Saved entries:
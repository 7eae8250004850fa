use rand::rngs::StdRng;
use rand::{Rng, SeedableRng};
use std::sync::{Arc, Mutex, RwLock};

use super::{ReactionConfig, ReactionTable, ReactionType};
use crate::emergency::EmergencyAgent;
use crate::engine::TaskSubmitter;
use crate::skills::ExecutionState;
use crate::types::{AgentTask, ChatLine, Event, EventKind, EventType};
use crate::world::MAX_HEALTH;

/// What the dispatcher did with one event.
#[derive(Debug, Clone, PartialEq, Eq)]
pub struct DispatchOutcome {
    pub handled: bool,
    pub reaction_type: Option<ReactionType>,
    pub message: Option<String>,
    /// Emergency action tag, when the emergency agent ran.
    pub action: Option<String>,
}

impl DispatchOutcome {
    fn dropped(reason: impl Into<String>) -> Self {
        Self {
            handled: false,
            reaction_type: None,
            message: Some(reason.into()),
            action: None,
        }
    }

    fn handled(reaction_type: ReactionType, message: impl Into<String>) -> Self {
        Self {
            handled: true,
            reaction_type: Some(reaction_type),
            message: Some(message.into()),
            action: None,
        }
    }
}

/// Routes events to the emergency agent, the task loop, or the log.
pub struct ReactionDispatcher {
    table: RwLock<ReactionTable>,
    state: Arc<ExecutionState>,
    emergency: Arc<EmergencyAgent>,
    tasks: Arc<dyn TaskSubmitter>,
    rng: Mutex<StdRng>,
}

impl ReactionDispatcher {
    pub fn new(
        table: ReactionTable,
        state: Arc<ExecutionState>,
        emergency: Arc<EmergencyAgent>,
        tasks: Arc<dyn TaskSubmitter>,
    ) -> Self {
        Self {
            table: RwLock::new(table),
            state,
            emergency,
            tasks,
            rng: Mutex::new(StdRng::from_entropy()),
        }
    }

    /// Deterministic suppression rolls.
    pub fn with_seed(self, seed: u64) -> Self {
        Self {
            rng: Mutex::new(StdRng::seed_from_u64(seed)),
            ..self
        }
    }

    pub fn set_config(&self, event_type: EventType, config: ReactionConfig) {
        log::info!("reaction for {} set to {:?}", event_type.as_str(), config);
        self.table
            .write()
            .unwrap_or_else(|e| e.into_inner())
            .set(event_type, config);
    }

    /// Snapshot of the current policy table.
    pub fn configs(&self) -> ReactionTable {
        self.table.read().unwrap_or_else(|e| e.into_inner()).clone()
    }

    fn roll(&self) -> u8 {
        self.rng
            .lock()
            .unwrap_or_else(|e| e.into_inner())
            .gen_range(0..100)
    }

    pub async fn on_event(&self, event: &Event) -> DispatchOutcome {
        let event_type = event.event_type();
        let config = self
            .table
            .read()
            .unwrap_or_else(|e| e.into_inner())
            .get(event_type)
            .cloned();
        let Some(config) = config.filter(|c| c.enabled) else {
            log::debug!("dispatch {}: no enabled reaction", event_type.as_str());
            return DispatchOutcome::dropped("reaction disabled");
        };

        if config.idle_only && self.state.is_busy() {
            return match event_type {
                EventType::Damage => self.emergency(event).await,
                EventType::ItemGained => {
                    log::info!("while busy: {}", describe(event));
                    DispatchOutcome::handled(ReactionType::Info, describe(event))
                }
                _ => {
                    log::debug!("dispatch {}: dropped, agent busy", event_type.as_str());
                    DispatchOutcome::dropped("agent busy")
                }
            };
        }

        let rare_biome = matches!(event.kind, EventKind::BiomeChange { is_rare: true, .. });
        if !rare_biome {
            let roll = self.roll();
            if roll >= config.probability {
                log::debug!(
                    "dispatch {}: suppressed (roll {} >= {})",
                    event_type.as_str(),
                    roll,
                    config.probability
                );
                return DispatchOutcome::dropped("suppressed");
            }
        }

        log::debug!("dispatch {} -> {}", event_type.as_str(), config.reaction_type.as_str());
        match config.reaction_type {
            ReactionType::Emergency => self.emergency(event).await,
            ReactionType::Task => self.submit(event),
            ReactionType::Immediate => {
                DispatchOutcome::handled(ReactionType::Immediate, "left to continuous skills")
            }
            ReactionType::Info => match &event.kind {
                EventKind::ItemGained { nearby, .. } if !nearby.is_empty() => self.submit(event),
                _ => {
                    log::info!("{}", describe(event));
                    DispatchOutcome::handled(ReactionType::Info, describe(event))
                }
            },
        }
    }

    async fn emergency(&self, event: &Event) -> DispatchOutcome {
        let outcome = self.emergency.respond(event).await;
        let message = if outcome.already_responding {
            "emergency response already in flight".to_string()
        } else {
            format!("{} via {:?}", outcome.action.tag(), outcome.source).to_lowercase()
        };
        DispatchOutcome {
            handled: true,
            reaction_type: Some(ReactionType::Emergency),
            message: Some(message),
            action: Some(outcome.action.tag().to_string()),
        }
    }

    fn submit(&self, event: &Event) -> DispatchOutcome {
        let goal = goal_for(event);
        let mut task = AgentTask::new(goal.clone());
        if let EventKind::PlayerSpeaking { player, message } = &event.kind {
            task = task.with_history(vec![ChatLine::new(player.clone(), message.clone())]);
        }
        let id = self.tasks.submit(task);
        log::info!("submitted task {} for {}", id, event.event_type().as_str());
        DispatchOutcome::handled(ReactionType::Task, goal)
    }
}

/// Goal text for the task loop, one template per event kind.
pub fn goal_for(event: &Event) -> String {
    match &event.kind {
        EventKind::TimeChange { from, to } => format!(
            "It is now {} (it was {}). Decide whether anything needs doing, like finding shelter before night.",
            to.as_str(),
            from.as_str()
        ),
        EventKind::WeatherChange { from, to } => format!(
            "The weather changed from {} to {}. React if it matters to what you are doing.",
            from.as_str(),
            to.as_str()
        ),
        EventKind::BiomeChange { to, is_rare: true, .. } => format!(
            "You just entered a rare biome: {}! Look around and tell nearby players about it.",
            to
        ),
        EventKind::BiomeChange { to, .. } => {
            format!("You entered the {} biome. Take a look around.", to)
        }
        EventKind::Teleport { from, to, distance } => format!(
            "You were teleported {:.0} blocks from {} to {}. Get your bearings.",
            distance, from, to
        ),
        EventKind::ItemGained { item, count, nearby } => match nearby.first() {
            Some(giver) => format!(
                "{} gave you {} {}. Thank them and ask what they want you to do with it.",
                giver, count, item
            ),
            None => format!("You picked up {} {}.", count, item),
        },
        EventKind::HostileApproach {
            nearest,
            distance,
            count,
            ..
        } => format!(
            "{} is {:.1} blocks away and approaching, mobCount={}, handle it.",
            nearest, distance, count
        ),
        EventKind::Damage {
            damage,
            current_health,
            attacker,
            ..
        } => match attacker {
            Some(a) => format!(
                "{} hit you for {:.0} damage; health is {:.0}/{:.0}. Deal with it.",
                a.name, damage, current_health, MAX_HEALTH
            ),
            None => format!(
                "You took {:.0} damage; health is {:.0}/{:.0}. Find out why and stay safe.",
                damage, current_health, MAX_HEALTH
            ),
        },
        EventKind::Suffocation { .. } => "You are running out of air. Get to air now.".to_string(),
        EventKind::PlayerLooking { player, distance } => format!(
            "{} is looking at you from {:.1} blocks away. Greet them.",
            player, distance
        ),
        EventKind::PlayerSpeaking { player, message } => {
            format!("{} said: \"{}\". Respond appropriately.", player, message)
        }
    }
}

fn describe(event: &Event) -> String {
    match &event.kind {
        EventKind::ItemGained { item, count, .. } => format!("gained {} {}", count, item),
        _ => format!("observed {}", event.event_type().as_str()),
    }
}

#[cfg(test)]
mod tests {
    use super::*;
    use crate::emergency::EmergencyConfig;
    use crate::providers::MockLLMProvider;
    use crate::types::{Position, TaskId, TimePhase};
    use crate::world::SimulatedWorld;

    #[derive(Default)]
    struct Recorder {
        tasks: Mutex<Vec<AgentTask>>,
    }

    impl Recorder {
        fn goals(&self) -> Vec<String> {
            self.tasks
                .lock()
                .unwrap()
                .iter()
                .map(|t| t.goal.clone())
                .collect()
        }
    }

    impl TaskSubmitter for Recorder {
        fn submit(&self, task: AgentTask) -> TaskId {
            let id = task.id;
            self.tasks.lock().unwrap().push(task);
            id
        }
    }

    fn build(world: &SimulatedWorld, state: Arc<ExecutionState>) -> (ReactionDispatcher, Arc<Recorder>) {
        let recorder = Arc::new(Recorder::default());
        let emergency = Arc::new(EmergencyAgent::new(
            Arc::new(world.clone()),
            Arc::new(world.clone()),
            Arc::new(MockLLMProvider::new()),
            EmergencyConfig::default(),
        ));
        let dispatcher = ReactionDispatcher::new(ReactionTable::default(), state, emergency, recorder.clone())
            .with_seed(7);
        (dispatcher, recorder)
    }

    fn hostile() -> Event {
        Event::new(EventKind::HostileApproach {
            nearest: "zombie".to_string(),
            distance: 7.5,
            count: 1,
            positions: vec![Position::new(7.5, 64.0, 0.0)],
        })
    }

    #[tokio::test]
    async fn test_task_reaction_submits_goal() {
        let world = SimulatedWorld::new();
        let (dispatcher, recorder) = build(&world, ExecutionState::new());

        let outcome = dispatcher.on_event(&hostile()).await;
        assert!(outcome.handled);
        assert_eq!(outcome.reaction_type, Some(ReactionType::Task));
        assert_eq!(
            recorder.goals(),
            vec!["zombie is 7.5 blocks away and approaching, mobCount=1, handle it."]
        );
    }

    #[tokio::test]
    async fn test_busy_agent_drops_idle_only_events() {
        let world = SimulatedWorld::new();
        let state = ExecutionState::new();
        let (dispatcher, recorder) = build(&world, state.clone());
        let _task = state.task_started();

        let outcome = dispatcher.on_event(&hostile()).await;
        assert!(!outcome.handled);
        assert!(recorder.goals().is_empty());

        let gift = Event::new(EventKind::ItemGained {
            item: "apple".to_string(),
            count: 1,
            nearby: vec!["alex".to_string()],
        });
        let outcome = dispatcher.on_event(&gift).await;
        assert!(outcome.handled);
        assert_eq!(outcome.reaction_type, Some(ReactionType::Info));
        assert!(recorder.goals().is_empty());
    }

    #[tokio::test]
    async fn test_gift_from_nearby_player_becomes_task() {
        let world = SimulatedWorld::new();
        let (dispatcher, recorder) = build(&world, ExecutionState::new());

        let gift = Event::new(EventKind::ItemGained {
            item: "apple".to_string(),
            count: 2,
            nearby: vec!["alex".to_string()],
        });
        let outcome = dispatcher.on_event(&gift).await;
        assert_eq!(outcome.reaction_type, Some(ReactionType::Task));
        assert!(recorder.goals()[0].starts_with("alex gave you 2 apple"));

        let pickup = Event::new(EventKind::ItemGained {
            item: "stick".to_string(),
            count: 1,
            nearby: vec![],
        });
        let outcome = dispatcher.on_event(&pickup).await;
        assert_eq!(outcome.reaction_type, Some(ReactionType::Info));
        assert_eq!(recorder.goals().len(), 1);
    }

    #[tokio::test]
    async fn test_zero_probability_suppresses_but_rare_biome_passes() {
        let world = SimulatedWorld::new();
        let (dispatcher, recorder) = build(&world, ExecutionState::new());
        dispatcher.set_config(
            EventType::TimeChange,
            ReactionConfig::new(ReactionType::Task, 0, true),
        );
        dispatcher.set_config(
            EventType::BiomeChange,
            ReactionConfig::new(ReactionType::Task, 0, true),
        );

        let dusk = Event::new(EventKind::TimeChange {
            from: TimePhase::Day,
            to: TimePhase::Sunset,
        });
        assert!(!dispatcher.on_event(&dusk).await.handled);

        let rare = Event::new(EventKind::BiomeChange {
            from: Some("plains".to_string()),
            to: "ice_spikes".to_string(),
            is_rare: true,
        });
        assert!(dispatcher.on_event(&rare).await.handled);
        assert_eq!(recorder.goals().len(), 1);
        assert_eq!(
            dispatcher.configs().get(EventType::TimeChange).unwrap().probability,
            0
        );
    }

    #[tokio::test]
    async fn test_disabled_reaction_is_noop() {
        let world = SimulatedWorld::new();
        let (dispatcher, recorder) = build(&world, ExecutionState::new());
        dispatcher.set_config(
            EventType::HostileApproach,
            ReactionConfig::new(ReactionType::Task, 100, false).disabled(),
        );
        let outcome = dispatcher.on_event(&hostile()).await;
        assert!(!outcome.handled);
        assert!(recorder.goals().is_empty());
    }

    #[tokio::test]
    async fn test_chat_task_carries_history() {
        let world = SimulatedWorld::new();
        let (dispatcher, recorder) = build(&world, ExecutionState::new());
        let chat = Event::new(EventKind::PlayerSpeaking {
            player: "alex".to_string(),
            message: "follow me".to_string(),
        });
        dispatcher.on_event(&chat).await;
        let tasks = recorder.tasks.lock().unwrap();
        assert_eq!(tasks[0].history, vec![ChatLine::new("alex", "follow me")]);
    }
}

> [Task prompt] Among the records, find every line holding the word "away" and copy it.

> [Task output]
            "{} is {:.1} blocks away and approaching, mobCount={}, handle it.",
            "{} is looking at you from {:.1} blocks away. Greet them.",
            vec!["zombie is 7.5 blocks away and approaching, mobCount=1, handle it."]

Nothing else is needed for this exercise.